The second major problem is Allen’s attempt at a critique of Hollywood society. Similarly, this is only a problem in the film’s first half, but it starts the film off with a bitter taste. His intention is to have all the characters speak in empty platitudes and name drops to show the hollowness of the world they operate within. This works by the end, at which point it is contrasted with Bobby and his family’s more grounded perspective, but for the first 45 minutes the audience is attacked with dull empty characters and reference after reference. Rather than achieving a deeper resonance, they exist to show off how much Allen knows about the period. For a critique of meaningless show-boating, the film often falls into the trap of doing exactly the same thing itself.
As I’ve stated, however, I enjoyed the film overall, and it does have many saving graces. For one, the cast playing Bobby’s family are excellent at comedy. It’s nothing ground breaking, the gangster jokes seeming ripped from an early draft of Bullets over Broadway, but is played so well that the material is lifted into being genuinely funny. The visual style, something that can rarely be mentioned in Allen’s films, normally known for being aesthetically safe and unnoticeable, actually tries to convey feelings. Sometimes this is done rather sloppily, but the fact that Allen even tries gives Café Society an edge over its two predecessors which felt very lazy and by the numbers.

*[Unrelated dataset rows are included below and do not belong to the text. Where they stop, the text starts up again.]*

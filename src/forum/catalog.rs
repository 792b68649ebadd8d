use rusqlite::params;

use crate::db::models::Category;
use crate::error::AppResult;
use crate::state::DbPool;

/// All categories, ordered by name for display.
pub fn list(pool: &DbPool) -> AppResult<Vec<Category>> {
    let conn = pool.get()?;
    let mut stmt = conn.prepare("SELECT id, name FROM categories ORDER BY name ASC")?;
    let categories = stmt
        .query_map([], |row| {
            Ok(Category {
                id: row.get(0)?,
                name: row.get(1)?,
            })
        })?
        .collect::<Result<Vec<_>, _>>()?;
    Ok(categories)
}

pub fn exists(pool: &DbPool, category_id: i64) -> AppResult<bool> {
    let conn = pool.get()?;
    let exists: bool = conn.query_row(
        "SELECT EXISTS(SELECT 1 FROM categories WHERE id = ?1)",
        params![category_id],
        |row| row.get(0),
    )?;
    Ok(exists)
}
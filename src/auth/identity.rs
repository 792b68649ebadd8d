use rusqlite::params;

use crate::auth::validate;
use crate::auth::session;
use crate::error::{AppError, AppResult};
use crate::state::DbPool;

/// Wrong email and wrong password produce the same message so the login
/// form cannot be used to enumerate accounts.
pub const BAD_CREDENTIALS: &str = "Invalid email or password.";

/// Register a new user. Returns the new user id.
///
/// Validation failures come back as `InvalidInput`; duplicate email or
/// username as `Conflict`. The unique-constraint message is the only
/// database error interpreted for clients.
pub fn register(pool: &DbPool, username: &str, email: &str, password: &str) -> AppResult<i64> {
    validate::validate_username(username).map_err(AppError::InvalidInput)?;
    validate::validate_email(email).map_err(AppError::InvalidInput)?;
    validate::validate_password(password).map_err(AppError::InvalidInput)?;

    let hash = bcrypt::hash(password, bcrypt::DEFAULT_COST)
        .map_err(|e| AppError::Internal(format!("password hash failed: {}", e)))?;

    let conn = pool.get()?;
    match conn.execute(
        "INSERT INTO users (email, username, password_hash) VALUES (?1, ?2, ?3)",
        params![email, username, hash],
    ) {
        Ok(_) => Ok(conn.last_insert_rowid()),
        Err(e) if is_unique_violation(&e, "users.email") => {
            Err(AppError::Conflict("Email is already taken.".into()))
        }
        Err(e) if is_unique_violation(&e, "users.username") => {
            Err(AppError::Conflict("Username is already taken.".into()))
        }
        Err(e) => Err(e.into()),
    }
}

/// Verify credentials and open a session. Returns the session token, or
/// `None` when the email is unknown or the password does not match.
pub fn login(
    pool: &DbPool,
    email: &str,
    password: &str,
    session_hours: u64,
) -> AppResult<Option<String>> {
    if email.trim().is_empty() || password.trim().is_empty() {
        return Err(AppError::InvalidInput(
            "Email and password cannot be empty or only whitespace.".into(),
        ));
    }

    let conn = pool.get()?;
    let row: Option<(i64, String)> = conn
        .query_row(
            "SELECT id, password_hash FROM users WHERE email = ?1",
            params![email],
            |row| Ok((row.get(0)?, row.get(1)?)),
        )
        .map(Some)
        .or_else(|e| match e {
            rusqlite::Error::QueryReturnedNoRows => Ok(None),
            other => Err(other),
        })?;
    drop(conn);

    let (user_id, hash) = match row {
        Some(r) => r,
        None => return Ok(None),
    };

    // bcrypt::verify compares in constant time
    let ok = bcrypt::verify(password, &hash)
        .map_err(|e| AppError::Internal(format!("password verify failed: {}", e)))?;
    if !ok {
        return Ok(None);
    }

    let token = session::create_session(pool, user_id, session_hours)?;
    Ok(Some(token))
}

/// Tear down the session for a token. Idempotent.
pub fn logout(pool: &DbPool, token: &str) -> AppResult<()> {
    session::delete_session(pool, token)
}

fn is_unique_violation(err: &rusqlite::Error, column: &str) -> bool {
    match err {
        rusqlite::Error::SqliteFailure(e, Some(msg)) => {
            e.code == rusqlite::ErrorCode::ConstraintViolation && msg.contains(column)
        }
        _ => false,
    }
}

#[cfg(test)]
mod tests {
    use super::*;
    use crate::auth::session::authenticate;
    use crate::db::test_support::test_pool;

    #[test]
    fn register_login_authenticate_round_trip() {
        let pool = test_pool();
        let user_id = register(&pool, "alice", "alice@x.io", "passw0rd").unwrap();

        let token = login(&pool, "alice@x.io", "passw0rd", 24)
            .unwrap()
            .expect("valid credentials should open a session");
        assert_eq!(authenticate(&pool, &token).unwrap(), Some(user_id));

        logout(&pool, &token).unwrap();
        assert_eq!(authenticate(&pool, &token).unwrap(), None);
    }

    #[test]
    fn wrong_password_and_unknown_email_look_the_same() {
        let pool = test_pool();
        register(&pool, "alice", "alice@x.io", "passw0rd").unwrap();

        assert!(login(&pool, "alice@x.io", "wrong-pass", 24).unwrap().is_none());
        assert!(login(&pool, "nobody@x.io", "passw0rd", 24).unwrap().is_none());
    }

    #[test]
    fn duplicate_email_conflicts_and_keeps_first_user() {
        let pool = test_pool();
        register(&pool, "alice", "alice@x.io", "passw0rd").unwrap();

        let err = register(&pool, "alice2", "alice@x.io", "passw0rd").unwrap_err();
        assert!(matches!(err, AppError::Conflict(ref m) if m.contains("Email")));

        // First registration is intact
        assert!(login(&pool, "alice@x.io", "passw0rd", 24).unwrap().is_some());
    }

    #[test]
    fn duplicate_username_conflicts() {
        let pool = test_pool();
        register(&pool, "alice", "alice@x.io", "passw0rd").unwrap();
        let err = register(&pool, "alice", "other@x.io", "passw0rd").unwrap_err();
        assert!(matches!(err, AppError::Conflict(ref m) if m.contains("Username")));
    }

    #[test]
    fn invalid_fields_are_rejected_before_insert() {
        let pool = test_pool();
        assert!(matches!(
            register(&pool, "a b", "alice@x.io", "passw0rd"),
            Err(AppError::InvalidInput(_))
        ));
        assert!(matches!(
            register(&pool, "alice", "not-an-email", "passw0rd"),
            Err(AppError::InvalidInput(_))
        ));
        assert!(matches!(
            register(&pool, "alice", "alice@x.io", "short"),
            Err(AppError::InvalidInput(_))
        ));

        let conn = pool.get().unwrap();
        let count: i64 = conn
            .query_row("SELECT COUNT(*) FROM users", [], |r| r.get(0))
            .unwrap();
        assert_eq!(count, 0);
    }

    #[test]
    fn login_rejects_blank_fields() {
        let pool = test_pool();
        assert!(matches!(
            login(&pool, "  ", "passw0rd", 24),
            Err(AppError::InvalidInput(_))
        ));
    }
}
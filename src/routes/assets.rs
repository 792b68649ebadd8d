use axum::extract::{Path, State};
use axum::http::{header, StatusCode};
use axum::response::{IntoResponse, Response};
use rust_embed::Embed;

use crate::state::AppState;

#[derive(Embed)]
#[folder = "assets/"]
struct Assets;

/// GET /static/{*path} — bundled CSS/JS come from the embedded assets;
/// `uploads/...` falls through to the uploads directory on disk.
pub async fn serve(State(state): State<AppState>, Path(path): Path<String>) -> Response {
    if let Some(name) = path.strip_prefix("uploads/") {
        return serve_upload(&state, name).await;
    }

    match Assets::get(&path) {
        Some(file) => {
            let mime = mime_guess::from_path(&path).first_or_octet_stream();
            (
                StatusCode::OK,
                [
                    (header::CONTENT_TYPE, mime.as_ref().to_string()),
                    (header::CACHE_CONTROL, "public, max-age=86400".to_string()),
                ],
                file.data.to_vec(),
            )
                .into_response()
        }
        None => StatusCode::NOT_FOUND.into_response(),
    }
}

async fn serve_upload(state: &AppState, name: &str) -> Response {
    // Upload filenames are flat `<user>_<ts>.<ext>`; anything with a path
    // separator is not ours to serve.
    if name.is_empty() || name.contains('/') || name.contains("..") {
        return StatusCode::NOT_FOUND.into_response();
    }

    let path = state.config.storage.uploads.join(name);
    match tokio::fs::read(&path).await {
        Ok(data) => {
            let mime = mime_guess::from_path(name).first_or_octet_stream();
            (
                StatusCode::OK,
                [(header::CONTENT_TYPE, mime.as_ref().to_string())],
                data,
            )
                .into_response()
        }
        Err(_) => StatusCode::NOT_FOUND.into_response(),
    }
}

The most successful aspect of the film is the relationship between Bobby and love interest Vonnie. Eisenberg and Kristen Stewart, who plays the latter, produce a very natural chemistry from their first appearance together. Their characters’ relationship always feels quite believable through a combination of their acting skill and the scripts lack of deep romance. Despite existing within Hollywood, the dream factory itself, at no point is Bobby and Vonnie’s connection stressed as something fated, or even at some points desirable. Both are lonely people drawn together only by their own feelings and nothing more.
This is not the most original or successful take on such topics (even by Allen himself), and it is hard to claim, as some have, that it is a return to form for the filmmaker. However, for all of its faults, watching Café Society is a surprisingly pleasant experience that stands out among the tedium of Allen’s recent work.